How to cite this article:
Ayachi A, Jendoubi A, Mkaouer L, Mourali M. The value of ultrasound sliding sign technique in predicting adhesion-related complications: The point of view of the gynecologist and the anesthesiologist. Saudi J Anaesth 2017;11:250-2

How to cite this URL:
Ayachi A, Jendoubi A, Mkaouer L, Mourali M. The value of ultrasound sliding sign technique in predicting adhesion-related complications: The point of view of the gynecologist and the anesthesiologist. Saudi J Anaesth [serial online] 2017 [cited 2020 Oct 1];11:250-2. Available from: http://www.saudija.org/text.asp?2017/11/2/250/203053



Sir,

Postoperative adhesion formation is the most common complication of abdominal or pelvic surgery.[1] Adhesion-related complications comprise various clinical entities including small-bowel obstruction, female infertility, difficulties at reoperation, and chronic pelvic pain. Adhesiolysis is associated with a prolonged operative time and an increased risk of intraoperative and postoperative complications.[2]

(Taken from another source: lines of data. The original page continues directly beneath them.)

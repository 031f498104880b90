// Copyright (c) 2024-2026 Martin Schröder <info@swedishembedded.com>
//
// SPDX-License-Identifier: MIT
mod cli;

use std::sync::Arc;

use clap::Parser;
use tracing::info;
use tracing_subscriber::EnvFilter;

use cli::{Cli, Commands};
use tether_engine::{EchoEngine, Engine, ProcessEngine};
use tether_server::{EngineConfig, EngineKind, ServerConfig};
use tether_session::SessionManager;

#[tokio::main]
async fn main() -> anyhow::Result<()> {
    let cli = Cli::parse();
    init_logging(cli.verbose);

    let mut config = tether_server::load(cli.config.as_deref())?;

    match cli.command.unwrap_or(Commands::Serve {
        bind: None,
        engine_cmd: Vec::new(),
    }) {
        Commands::ShowConfig => {
            println!("{}", serde_yaml::to_string(&config)?);
            Ok(())
        }
        Commands::Serve { bind, engine_cmd } => {
            if let Some(bind) = bind {
                config.http.bind = bind;
            }
            if !engine_cmd.is_empty() {
                config.engine = EngineConfig {
                    kind: EngineKind::Process,
                    command: engine_cmd,
                };
            }
            run_server(config).await
        }
    }
}

async fn run_server(config: ServerConfig) -> anyhow::Result<()> {
    let engine = build_engine(&config.engine)?;
    let manager = Arc::new(SessionManager::new(engine));
    tether_server::serve(config, manager).await
}

fn build_engine(config: &EngineConfig) -> anyhow::Result<Arc<dyn Engine>> {
    match config.kind {
        EngineKind::Echo => {
            info!("using built-in echo engine");
            Ok(Arc::new(EchoEngine))
        }
        EngineKind::Process => {
            anyhow::ensure!(
                !config.command.is_empty(),
                "engine.kind is 'process' but engine.command is empty"
            );
            info!(command = ?config.command, "using process engine");
            Ok(Arc::new(ProcessEngine::new(config.command.clone())))
        }
    }
}

fn init_logging(verbose: u8) {
    let default_filter = match verbose {
        0 => "info",
        1 => "debug",
        _ => "trace",
    };
    let filter = EnvFilter::try_from_env("TETHER_LOG")
        .unwrap_or_else(|_| EnvFilter::new(default_filter));
    tracing_subscriber::fmt()
        .with_env_filter(filter)
        .with_target(false)
        .init();
}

Recent studies have shown the value of the new real-time dynamic ultrasound technique known as the “sliding sign” in the noninvasive detection of intra-abdominal or pelvic adhesions.[3]

The purpose of this paper is to share the experience of our Department of Gynecology in detecting pelvic adhesions by preoperative transvaginal sonography (TVS) in women with previous history of abdominal or pelvic surgery. Multidisciplinary team, including surgeons and anesthesiologists, discussed the preoperative TVS sliding sign findings and collaboratively decided on the perioperative plan of care.


  Surgical Considerations Top


In our practice, we believe that ultrasound sliding sign technique is a useful screening investigation for women undergoing gynecologic surgery and that it can predict technical difficulties.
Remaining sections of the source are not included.